Even a blind dog wakes up with fleas some times.
posted by The Violet Cypher at 7:57 AM on March 2, 2011


The point is, we cannot be constrained against defining and re-defining the artificial legal entities we define and what specific legal privileges they enjoy

I like to think that maps perfectly well to "they are endowed by their Creator with certain unalienable rights, that among these are life, liberty and the pursuit of happiness. ", if you consider the Secretary of State to be an ALE's 'Creator'.

Thus the State tells the ALE what it's 'rights' are. To me it's in complete compliance with our most fundamental democratic principles..
posted by mikelieman at 8:02 AM on March 2, 2011 [1 favorite]
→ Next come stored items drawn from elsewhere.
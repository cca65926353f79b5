use std::fs::{self, File, OpenOptions};
use std::io::{self, BufReader, BufWriter, Read, Write};
use std::path::{Path, PathBuf};

use serde::Serialize;
use serde::de::DeserializeOwned;

use crate::limits::MAX_WAL_RECORD_BYTES;
use crate::model::Record;

/// Encode one record as `[len][bincode][crc32]`.
fn encode_record<T: Serialize>(writer: &mut impl Write, record: &Record<T>) -> io::Result<()> {
    let payload =
        bincode::serialize(record).map_err(|e| io::Error::new(io::ErrorKind::InvalidData, e))?;
    let len = u32::try_from(payload.len())
        .map_err(|_| io::Error::new(io::ErrorKind::InvalidData, "record too large"))?;
    writer.write_all(&len.to_le_bytes())?;
    writer.write_all(&payload)?;
    writer.write_all(&crc32fast::hash(&payload).to_le_bytes())?;
    Ok(())
}

/// Reads exactly `buf.len()` bytes. `Ok(false)` on a clean or truncated end of file.
fn read_full(reader: &mut impl Read, buf: &mut [u8]) -> io::Result<bool> {
    match reader.read_exact(buf) {
        Ok(()) => Ok(true),
        Err(e) if e.kind() == io::ErrorKind::UnexpectedEof => Ok(false),
        Err(e) => Err(e),
    }
}

/// Append-only write-ahead log of store records.
///
/// Format per entry: `[u32: len][bincode: Record<T>][u32: crc32]`, little endian.
/// `len` counts the payload only. A torn trailing entry (crash mid-write) fails
/// the length or CRC check and is dropped on replay, along with anything after it.
pub struct Wal {
    writer: BufWriter<File>,
    path: PathBuf,
    appends_since_compact: u64,
}

impl Wal {
    pub fn open(path: &Path) -> io::Result<Self> {
        let file = OpenOptions::new().create(true).append(true).open(path)?;
        Ok(Self {
            writer: BufWriter::new(file),
            path: path.to_path_buf(),
            appends_since_compact: 0,
        })
    }

    /// Buffer a record without flushing. Follow with `flush_sync()` to commit.
    pub fn append_buffered<T: Serialize>(&mut self, record: &Record<T>) -> io::Result<()> {
        encode_record(&mut self.writer, record)?;
        self.appends_since_compact += 1;
        Ok(())
    }

    #[cfg(test)]
    pub fn append<T: Serialize>(&mut self, record: &Record<T>) -> io::Result<()> {
        self.append_buffered(record)?;
        self.flush_sync()
    }

    pub fn flush_sync(&mut self) -> io::Result<()> {
        self.writer.flush()?;
        self.writer.get_ref().sync_all()
    }

    pub fn path(&self) -> &Path {
        &self.path
    }

    pub fn appends_since_compact(&self) -> u64 {
        self.appends_since_compact
    }

    /// Write the compacted log to a sibling temp file and fsync it.
    pub fn write_compact_file<T: Serialize>(path: &Path, records: &[Record<T>]) -> io::Result<()> {
        let mut writer = BufWriter::new(File::create(path.with_extension("wal.tmp"))?);
        for record in records {
            encode_record(&mut writer, record)?;
        }
        writer.flush()?;
        writer.get_ref().sync_all()
    }

    /// Rename the temp file over the log and reopen for appends.
    pub fn swap_compact_file(&mut self) -> io::Result<()> {
        fs::rename(self.path.with_extension("wal.tmp"), &self.path)?;
        let file = OpenOptions::new().create(true).append(true).open(&self.path)?;
        self.writer = BufWriter::new(file);
        self.appends_since_compact = 0;
        Ok(())
    }

    /// Replay every intact record. A missing file is an empty log.
    pub fn replay<T: DeserializeOwned>(path: &Path) -> io::Result<Vec<Record<T>>> {
        let file = match File::open(path) {
            Ok(f) => f,
            Err(e) if e.kind() == io::ErrorKind::NotFound => return Ok(Vec::new()),
            Err(e) => return Err(e),
        };
        let mut reader = BufReader::new(file);
        let mut records = Vec::new();

        loop {
            let mut len_buf = [0u8; 4];
            if !read_full(&mut reader, &mut len_buf)? {
                break;
            }
            let len = u32::from_le_bytes(len_buf) as usize;
            if len > MAX_WAL_RECORD_BYTES {
                tracing::warn!(
                    "wal {}: oversized record ({len} bytes), stopping replay",
                    path.display()
                );
                break;
            }

            let mut payload = vec![0u8; len];
            let mut crc_buf = [0u8; 4];
            if !read_full(&mut reader, &mut payload)? || !read_full(&mut reader, &mut crc_buf)? {
                tracing::warn!("wal {}: truncated tail discarded", path.display());
                break;
            }
            if u32::from_le_bytes(crc_buf) != crc32fast::hash(&payload) {
                tracing::warn!("wal {}: checksum mismatch, stopping replay", path.display());
                break;
            }

            match bincode::deserialize::<Record<T>>(&payload) {
                Ok(record) => records.push(record),
                Err(e) => {
                    tracing::warn!(
                        "wal {}: undecodable record ({e}), stopping replay",
                        path.display()
                    );
                    break;
                }
            }
        }

        Ok(records)
    }
}
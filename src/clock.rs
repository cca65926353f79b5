use std::sync::atomic::{AtomicI64, Ordering};

use chrono::{DateTime, Duration, Utc};

/// Source of "now" for expiry, notice and past-date checks.
pub trait Clock: Send + Sync {
    fn now(&self) -> DateTime<Utc>;
}

/// Wall clock. The production default.
#[derive(Debug, Default, Clone, Copy)]
pub struct SystemClock;

impl Clock for SystemClock {
    fn now(&self) -> DateTime<Utc> {
        Utc::now()
    }
}

/// A clock that only moves when told to. Millisecond resolution.
#[derive(Debug)]
pub struct ManualClock {
    millis: AtomicI64,
}

impl ManualClock {
    pub fn new(at: DateTime<Utc>) -> Self {
        Self {
            millis: AtomicI64::new(at.timestamp_millis()),
        }
    }

    pub fn set(&self, at: DateTime<Utc>) {
        self.millis.store(at.timestamp_millis(), Ordering::SeqCst);
    }

    pub fn advance(&self, by: Duration) {
        self.millis.fetch_add(by.num_milliseconds(), Ordering::SeqCst);
    }
}

impl Clock for ManualClock {
    fn now(&self) -> DateTime<Utc> {
        DateTime::from_timestamp_millis(self.millis.load(Ordering::SeqCst)).unwrap_or_default()
    }
}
I disagree. We don't need to give them unqualified personhood, and we can define different, more narrowly defined legal categories that give them standing. We make up laws. We can re-make them up, and there's nothing precluding us changing how we define the special set of legal relationships, responsibilities and obligations that we define under law as a corporate entity. We can apply whatever laws we like to any artificial product of our laws, or else our legal inventions can potentially run away from us, which is absurd.

How? Explain to me your plan for dealing with these issues.
You can't just engage in hand-waiving to that extent. We are talking about a huge portion of our jurisprudence and our laws. One does not just snap one's fingers.

First, let's actually break the doctrine down. A corporation is not a "person." It never has been, ever. It is an "artificial person." Other entities, such as States, trusts and estates are also "artificial persons." You and I, on the other hand, are "real persons."

Where such a distinction is necessary in the law is needed, it is made. And if an enaction doesn't make that distinction, lobby your representatives to do so. But how would you reverse that distinction in regards to common law? Why would you? That would require thousands of new court decisions. Why do this? It serves no positive end.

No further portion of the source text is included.